Saturday, February 25, 2012

Two Professional and One Self-Induced

Jennie P. Clark's body was found stuffed into a trunk in Lynn, Massachusetts on February 27, 1879. The trunk, lodged in shallow, icy water, had a human hand protruding from it. It was weighted down with several bricks and two empty champagne bottles. Dr. Caroline C. Goodrich, a Boston woman, was arrested as the abortionist. Goodrich had performed the abortion at her practice, then lodged Jennie with maternity nurse Ella Forsyth, who was charged as an accessory after the fact because she learned about the abortion after Jennie took ill, and cooperated with the efforts of Dr. Daniel F. Kimball to hide Jennie's body after she died on February 25. The father of Jennie's baby, a married man, had asked that she be given a decent burial but took no further steps to see to it that his lover was given any dignity in death.

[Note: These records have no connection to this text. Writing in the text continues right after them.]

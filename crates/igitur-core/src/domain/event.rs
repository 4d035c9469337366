//! Calendar events and their media
//!
//! Events come from the instance's global calendar. Each event carries a
//! list of posts, and each post a list of media uploaded by the post's
//! creator. Downloads group those media by uploader.

use chrono::{DateTime, NaiveDateTime, Utc};
use serde::{Deserialize, Serialize};

use super::errors::DomainError;
use super::newtypes::{EventId, RemoteId};

/// A calendar event
#[derive(Debug, Clone, PartialEq, Eq, Serialize, Deserialize)]
pub struct Event {
    pub id: EventId,
    pub title: String,
    /// Start date exactly as the service reported it
    pub start: String,
}

impl Event {
    /// Parsed start date
    ///
    /// # Errors
    /// Returns `DomainError::InvalidDate` if the start string is in none of
    /// the formats the service emits
    pub fn start_date(&self) -> Result<DateTime<Utc>, DomainError> {
        parse_event_date(&self.start)
    }

    /// Destination folder name for this event: `"YYYY-MM-DD <title>"`
    ///
    /// # Errors
    /// Returns error if the start date cannot be parsed
    pub fn folder_name(&self) -> Result<String, DomainError> {
        Ok(event_folder_name(self.start_date()?, &self.title))
    }
}

/// A single photo or video attached to an event post
#[derive(Debug, Clone, PartialEq, Eq, Serialize, Deserialize)]
pub struct MediaItem {
    pub id: RemoteId,
    /// Original file name of the upload
    pub file_name: String,
    /// Absolute URL of the original file
    pub url: String,
    /// Display name of the post creator
    pub uploader: String,
    pub size: Option<u64>,
}

/// Media of one uploader, destined for one subfolder
#[derive(Debug, Clone, PartialEq, Eq)]
pub struct GalleryGroup {
    pub uploader: String,
    /// Sanitized subfolder name
    pub folder_name: String,
    pub items: Vec<MediaItem>,
}

impl GalleryGroup {
    #[must_use]
    pub fn new(uploader: impl Into<String>) -> Self {
        let uploader = uploader.into();
        let folder_name = sanitize_component(&uploader);
        Self {
            uploader,
            folder_name,
            items: Vec::new(),
        }
    }
}

/// Parses a date in one of the formats the calendar API emits
///
/// Accepted:
/// - `2025-11-02T14:23:45.123Z` (and any RFC 3339 timestamp)
/// - `Sun, 02 Nov 2025 14:23:45 +0000` (RFC 2822)
///
/// # Errors
/// Returns `DomainError::InvalidDate` for anything else
pub fn parse_event_date(raw: &str) -> Result<DateTime<Utc>, DomainError> {
    let trimmed = raw.trim();

    if let Ok(dt) = DateTime::parse_from_rfc3339(trimmed) {
        return Ok(dt.with_timezone(&Utc));
    }
    if let Ok(naive) = NaiveDateTime::parse_from_str(trimmed, "%Y-%m-%dT%H:%M:%S%.fZ") {
        return Ok(naive.and_utc());
    }
    if let Ok(dt) = DateTime::parse_from_rfc2822(trimmed) {
        return Ok(dt.with_timezone(&Utc));
    }

    Err(DomainError::InvalidDate(raw.to_string()))
}

/// Folder name for an event starting at `start` with `title`
#[must_use]
pub fn event_folder_name(start: DateTime<Utc>, title: &str) -> String {
    sanitize_component(&format!("{} {}", start.format("%Y-%m-%d"), title.trim()))
}

/// Makes an arbitrary display string usable as a single path component
///
/// Separators and control characters become `-`, surrounding whitespace
/// is trimmed, and names that would be empty or a dot segment become `_`.
#[must_use]
pub fn sanitize_component(name: &str) -> String {
    let replaced: String = name
        .chars()
        .map(|c| {
            if c == '/' || c == '\\' || c.is_control() {
                '-'
            } else {
                c
            }
        })
        .collect();
    let trimmed = replaced.trim();

    if trimmed.is_empty() || trimmed == "." || trimmed == ".." {
        "_".to_string()
    } else {
        trimmed.to_string()
    }
}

Dr. Lillian Hobbs (pictured) was convicted of murder in the February 25, 1916 abortion death of 21-year-old Alda Christopherson. The testimony of John K. McDonald, who was granted immunity in exchange, was crucial in the case. He was the father of Alda's aborted baby. As was typical, the conviction hinged on whether the jury believed McDonald, who asserted that Hobbs had performed the abortion, or Hobbs, who insisted that Alda had done the damage herself. The 1917 abortion deaths of Ruth Lemaire and Ellen Matson while Hobbs was awaiting trial likely sealed the jury's decision. Since Hobbs, Dr. Lucy Hagenow, and other criminal abortionists were so incorrigible, it is important that before Roe falls we tighten up the laws that allowed these quacks to continue to practice even after they had injured or killed a patient. Given the degree to which abortion supporters tend to deliberately turn a blind eye to butchers like Kermit Gosnell, the task will be difficult and will probably involve drafting laws that hold people legally responsible when they know about, but fail to report, abortionists who later kill their patients.

On February 25, 1918, 34-year-old homemaker Mary Mayer died at Presbyterian Hospital in Pittsburgh. The coroner found that she had died of septicemia following a self-induced abortion, which made her death unusual because most illegal abortions were, like Jennie's and Alda's, performed by doctors.